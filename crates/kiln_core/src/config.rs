//! # Memory Configuration
//!
//! Arena sizes and cache capacities, loaded once at startup from TOML.
//!
//! ```toml
//! [arenas.geometry_vertices]
//! total_size = 67108864
//!
//! [arenas.ui_scratch]
//! total_size = 65536
//! max_entries = 256
//!
//! [caches.texture]
//! max_count = 65536
//!
//! [caches.material]
//! max_count = 4096
//! ```

use std::collections::BTreeMap;
use std::path::Path;

use serde::{Deserialize, Serialize};

use crate::error::{MemoryError, MemoryResult};
use crate::memory::FreeList;

/// Size of one arena tracked by a free list.
#[derive(Clone, Copy, Debug, PartialEq, Eq, Serialize, Deserialize)]
pub struct ArenaConfig {
    /// Arena size in bytes.
    pub total_size: u64,
    /// Free-list node pool size. Derived from `total_size` when absent.
    #[serde(default, skip_serializing_if = "Option::is_none")]
    pub max_entries: Option<usize>,
}

impl ArenaConfig {
    /// Creates an arena config with a derived node pool.
    #[inline]
    #[must_use]
    pub const fn new(total_size: u64) -> Self {
        Self {
            total_size,
            max_entries: None,
        }
    }
}

/// Capacity of one resource cache.
#[derive(Clone, Copy, Debug, PartialEq, Eq, Serialize, Deserialize)]
pub struct CacheConfig {
    /// Maximum number of resident resources (the default resource excluded).
    pub max_count: u32,
}

impl CacheConfig {
    /// Creates a cache config.
    #[inline]
    #[must_use]
    pub const fn new(max_count: u32) -> Self {
        Self { max_count }
    }
}

/// Every arena and cache the engine sets up, keyed by name.
#[derive(Clone, Debug, Default, PartialEq, Eq, Serialize, Deserialize)]
pub struct MemoryConfig {
    /// Arenas by name.
    #[serde(default)]
    pub arenas: BTreeMap<String, ArenaConfig>,
    /// Caches by resource kind.
    #[serde(default)]
    pub caches: BTreeMap<String, CacheConfig>,
}

impl MemoryConfig {
    /// Parses and validates a TOML document.
    ///
    /// # Errors
    ///
    /// Returns [`MemoryError::Configuration`] if the document does not parse
    /// or names a zero-sized arena or zero-capacity cache.
    pub fn from_toml_str(source: &str) -> MemoryResult<Self> {
        let config: Self = toml::from_str(source)
            .map_err(|e| MemoryError::Configuration(format!("Failed to parse memory config: {e}")))?;
        config.validate()?;
        Ok(config)
    }

    /// Reads, parses and validates a TOML file.
    ///
    /// # Errors
    ///
    /// Returns [`MemoryError::Configuration`] if the file cannot be read or
    /// is invalid.
    pub fn from_toml_file(path: impl AsRef<Path>) -> MemoryResult<Self> {
        let path = path.as_ref();
        let source = std::fs::read_to_string(path).map_err(|e| {
            MemoryError::Configuration(format!("Failed to read {}: {e}", path.display()))
        })?;
        Self::from_toml_str(&source)
    }

    /// Serializes back to TOML.
    ///
    /// # Errors
    ///
    /// Returns [`MemoryError::Configuration`] if serialization fails.
    pub fn to_toml_string(&self) -> MemoryResult<String> {
        toml::to_string(self)
            .map_err(|e| MemoryError::Configuration(format!("Failed to write memory config: {e}")))
    }

    /// Rejects zero-sized arenas, node pools that are empty or larger than the
    /// arena can use, and zero-capacity caches.
    ///
    /// # Errors
    ///
    /// Returns [`MemoryError::Configuration`] naming the first offending entry.
    pub fn validate(&self) -> MemoryResult<()> {
        for (name, arena) in &self.arenas {
            if arena.total_size == 0 {
                return Err(MemoryError::Configuration(format!(
                    "arena '{name}': total_size must be > 0"
                )));
            }
            if arena.max_entries == Some(0) {
                return Err(MemoryError::Configuration(format!(
                    "arena '{name}': max_entries must be > 0"
                )));
            }
            let useful = FreeList::max_useful_entries(arena.total_size);
            if arena.max_entries.is_some_and(|entries| entries > useful) {
                return Err(MemoryError::Configuration(format!(
                    "arena '{name}': max_entries must be <= {useful} for {}B",
                    arena.total_size
                )));
            }
        }
        for (name, cache) in &self.caches {
            if cache.max_count == 0 {
                return Err(MemoryError::Configuration(format!(
                    "cache '{name}': max_count must be > 0"
                )));
            }
        }
        Ok(())
    }

    /// Looks up an arena by name.
    ///
    /// # Errors
    ///
    /// Returns [`MemoryError::Configuration`] if no arena has that name.
    pub fn arena(&self, name: &str) -> MemoryResult<ArenaConfig> {
        self.arenas
            .get(name)
            .copied()
            .ok_or_else(|| MemoryError::Configuration(format!("no arena named '{name}'")))
    }

    /// Looks up a cache by resource kind.
    ///
    /// # Errors
    ///
    /// Returns [`MemoryError::Configuration`] if no cache has that name.
    pub fn cache(&self, kind: &str) -> MemoryResult<CacheConfig> {
        self.caches
            .get(kind)
            .copied()
            .ok_or_else(|| MemoryError::Configuration(format!("no cache named '{kind}'")))
    }
}

#[cfg(test)]
mod tests {
    use super::*;

    const SAMPLE: &str = r#"
        [arenas.vertices]
        total_size = 1048576

        [arenas.scratch]
        total_size = 4096
        max_entries = 32

        [caches.texture]
        max_count = 1024

        [caches.material]
        max_count = 256
    "#;

    #[test]
    fn test_parse_sample() {
        let config = MemoryConfig::from_toml_str(SAMPLE).unwrap();
        assert_eq!(config.arena("vertices").unwrap(), ArenaConfig::new(1_048_576));
        assert_eq!(config.arena("scratch").unwrap().max_entries, Some(32));
        assert_eq!(config.cache("texture").unwrap().max_count, 1024);
        assert_eq!(config.cache("material").unwrap().max_count, 256);
    }

    #[test]
    fn test_missing_entries() {
        let config = MemoryConfig::from_toml_str(SAMPLE).unwrap();
        assert!(matches!(config.arena("nope"), Err(MemoryError::Configuration(_))));
        assert!(matches!(config.cache("shader"), Err(MemoryError::Configuration(_))));
    }

    #[test]
    fn test_rejects_zero_capacity() {
        let err = MemoryConfig::from_toml_str("[caches.texture]\nmax_count = 0\n").unwrap_err();
        assert!(err.to_string().contains("texture"));

        let err = MemoryConfig::from_toml_str("[arenas.a]\ntotal_size = 0\n").unwrap_err();
        assert!(matches!(err, MemoryError::Configuration(_)));
    }

    #[test]
    fn test_rejects_oversized_node_pool() {
        let source = "[arenas.a]\ntotal_size = 1024\nmax_entries = 9223372036854775807\n";
        let err = MemoryConfig::from_toml_str(source).unwrap_err();
        assert!(matches!(err, MemoryError::Configuration(_)));
        assert!(err.to_string().contains("'a'"));

        // The largest pool that can ever be used is accepted.
        let source = "[arenas.a]\ntotal_size = 1024\nmax_entries = 513\n";
        assert!(MemoryConfig::from_toml_str(source).is_ok());
    }

    #[test]
    fn test_rejects_malformed() {
        assert!(MemoryConfig::from_toml_str("[caches.texture]\nmax_count = \"lots\"\n").is_err());
    }

    #[test]
    fn test_empty_document() {
        let config = MemoryConfig::from_toml_str("").unwrap();
        assert!(config.arenas.is_empty());
        assert!(config.caches.is_empty());
    }

    #[test]
    fn test_toml_roundtrip() {
        let config = MemoryConfig::from_toml_str(SAMPLE).unwrap();
        let text = config.to_toml_string().unwrap();
        assert_eq!(MemoryConfig::from_toml_str(&text).unwrap(), config);
    }
}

TASK ITEM -> Exact copy required. Repeat the material above in full.

WRITTEN SOLUTION ->
filename crates/kiln_core/src/config.rs
//! # Memory Configuration
//!
//! Arena sizes and cache capacities, loaded once at startup from TOML.
//!
//! ```toml
//! [arenas.geometry_vertices]
//! total_size = 67108864
//!
//! [arenas.ui_scratch]
//! total_size = 65536
//! max_entries = 256
//!
//! [caches.texture]
//! max_count = 65536
//!
//! [caches.material]
//! max_count = 4096
//! ```

use std::collections::BTreeMap;
use std::path::Path;

use serde::{Deserialize, Serialize};

use crate::error::{MemoryError, MemoryResult};
use crate::memory::FreeList;

/// Size of one arena tracked by a free list.
#[derive(Clone, Copy, Debug, PartialEq, Eq, Serialize, Deserialize)]
pub struct ArenaConfig {
    /// Arena size in bytes.
    pub total_size: u64,
    /// Free-list node pool size. Derived from `total_size` when absent.
    #[serde(default, skip_serializing_if = "Option::is_none")]
    pub max_entries: Option<usize>,
}

impl ArenaConfig {
    /// Creates an arena config with a derived node pool.
    #[inline]
    #[must_use]
    pub const fn new(total_size: u64) -> Self {
        Self {
            total_size,
            max_entries: None,
        }
    }
}

/// Capacity of one resource cache.
#[derive(Clone, Copy, Debug, PartialEq, Eq, Serialize, Deserialize)]
pub struct CacheConfig {
    /// Maximum number of resident resources (the default resource excluded).
    pub max_count: u32,
}

impl CacheConfig {
    /// Creates a cache config.
    #[inline]
    #[must_use]
    pub const fn new(max_count: u32) -> Self {
        Self { max_count }
    }
}

/// Every arena and cache the engine sets up, keyed by name.
#[derive(Clone, Debug, Default, PartialEq, Eq, Serialize, Deserialize)]
pub struct MemoryConfig {
    /// Arenas by name.
    #[serde(default)]
    pub arenas: BTreeMap<String, ArenaConfig>,
    /// Caches by resource kind.
    #[serde(default)]
    pub caches: BTreeMap<String, CacheConfig>,
}

impl MemoryConfig {
    /// Parses and validates a TOML document.
    ///
    /// # Errors
    ///
    /// Returns [`MemoryError::Configuration`] if the document does not parse
    /// or names a zero-sized arena or zero-capacity cache.
    pub fn from_toml_str(source: &str) -> MemoryResult<Self> {
        let config: Self = toml::from_str(source)
            .map_err(|e| MemoryError::Configuration(format!("Failed to parse memory config: {e}")))?;
        config.validate()?;
        Ok(config)
    }

    /// Reads, parses and validates a TOML file.
    ///
    /// # Errors
    ///
    /// Returns [`MemoryError::Configuration`] if the file cannot be read or
    /// is invalid.
    pub fn from_toml_file(path: impl AsRef<Path>) -> MemoryResult<Self> {
        let path = path.as_ref();
        let source = std::fs::read_to_string(path).map_err(|e| {
            MemoryError::Configuration(format!("Failed to read {}: {e}", path.display()))
        })?;
        Self::from_toml_str(&source)
    }

    /// Serializes back to TOML.
    ///
    /// # Errors
    ///
    /// Returns [`MemoryError::Configuration`] if serialization fails.
    pub fn to_toml_string(&self) -> MemoryResult<String> {
        toml::to_string(self)
            .map_err(|e| MemoryError::Configuration(format!("Failed to write memory config: {e}")))
    }

    /// Rejects zero-sized arenas, node pools that are empty or larger than the
    /// arena can use, and zero-capacity caches.
    ///
    /// # Errors
    ///
    /// Returns [`MemoryError::Configuration`] naming the first offending entry.
    pub fn validate(&self) -> MemoryResult<()> {
        for (name, arena) in &self.arenas {
            if arena.total_size == 0 {
                return Err(MemoryError::Configuration(format!(
                    "arena '{name}': total_size must be > 0"
                )));
            }
            if arena.max_entries == Some(0) {
                return Err(MemoryError::Configuration(format!(
                    "arena '{name}': max_entries must be > 0"
                )));
            }
            let useful = FreeList::max_useful_entries(arena.total_size);
            if arena.max_entries.is_some_and(|entries| entries > useful) {
                return Err(MemoryError::Configuration(format!(
                    "arena '{name}': max_entries must be <= {useful} for {}B",
                    arena.total_size
                )));
            }
        }
        for (name, cache) in &self.caches {
            if cache.max_count == 0 {
                return Err(MemoryError::Configuration(format!(
                    "cache '{name}': max_count must be > 0"
                )));
            }
        }
        Ok(())
    }

    /// Looks up an arena by name.
    ///
    /// # Errors
    ///
    /// Returns [`MemoryError::Configuration`] if no arena has that name.
    pub fn arena(&self, name: &str) -> MemoryResult<ArenaConfig> {
        self.arenas
            .get(name)
            .copied()
            .ok_or_else(|| MemoryError::Configuration(format!("no arena named '{name}'")))
    }

    /// Looks up a cache by resource kind.
    ///
    /// # Errors
    ///
    /// Returns [`MemoryError::Configuration`] if no cache has that name.
    pub fn cache(&self, kind: &str) -> MemoryResult<CacheConfig> {
        self.caches
            .get(kind)
            .copied()
            .ok_or_else(|| MemoryError::Configuration(format!("no cache named '{kind}'")))
    }
}

#[cfg(test)]
mod tests {
    use super::*;

    const SAMPLE: &str = r#"
        [arenas.vertices]
        total_size = 1048576

        [arenas.scratch]
        total_size = 4096
        max_entries = 32

        [caches.texture]
        max_count = 1024

        [caches.material]
        max_count = 256
    "#;

    #[test]
    fn test_parse_sample() {
        let config = MemoryConfig::from_toml_str(SAMPLE).unwrap();
        assert_eq!(config.arena("vertices").unwrap(), ArenaConfig::new(1_048_576));
        assert_eq!(config.arena("scratch").unwrap().max_entries, Some(32));
        assert_eq!(config.cache("texture").unwrap().max_count, 1024);
        assert_eq!(config.cache("material").unwrap().max_count, 256);
    }

    #[test]
    fn test_missing_entries() {
        let config = MemoryConfig::from_toml_str(SAMPLE).unwrap();
        assert!(matches!(config.arena("nope"), Err(MemoryError::Configuration(_))));
        assert!(matches!(config.cache("shader"), Err(MemoryError::Configuration(_))));
    }

    #[test]
    fn test_rejects_zero_capacity() {
        let err = MemoryConfig::from_toml_str("[caches.texture]\nmax_count = 0\n").unwrap_err();
        assert!(err.to_string().contains("texture"));

        let err = MemoryConfig::from_toml_str("[arenas.a]\ntotal_size = 0\n").unwrap_err();
        assert!(matches!(err, MemoryError::Configuration(_)));
    }

    #[test]
    fn test_rejects_oversized_node_pool() {
        let source = "[arenas.a]\ntotal_size = 1024\nmax_entries = 9223372036854775807\n";
        let err = MemoryConfig::from_toml_str(source).unwrap_err();
        assert!(matches!(err, MemoryError::Configuration(_)));
        assert!(err.to_string().contains("'a'"));

        // The largest pool that can ever be used is accepted.
        let source = "[arenas.a]\ntotal_size = 1024\nmax_entries = 513\n";
        assert!(MemoryConfig::from_toml_str(source).is_ok());
    }

    #[test]
    fn test_rejects_malformed() {
        assert!(MemoryConfig::from_toml_str("[caches.texture]\nmax_count = \"lots\"\n").is_err());
    }

    #[test]
    fn test_empty_document() {
        let config = MemoryConfig::from_toml_str("").unwrap();
        assert!(config.arenas.is_empty());
        assert!(config.caches.is_empty());
    }

    #[test]
    fn test_toml_roundtrip() {
        let config = MemoryConfig::from_toml_str(SAMPLE).unwrap();
        let text = config.to_toml_string().unwrap();
        assert_eq!(MemoryConfig::from_toml_str(&text).unwrap(), config);
    }
}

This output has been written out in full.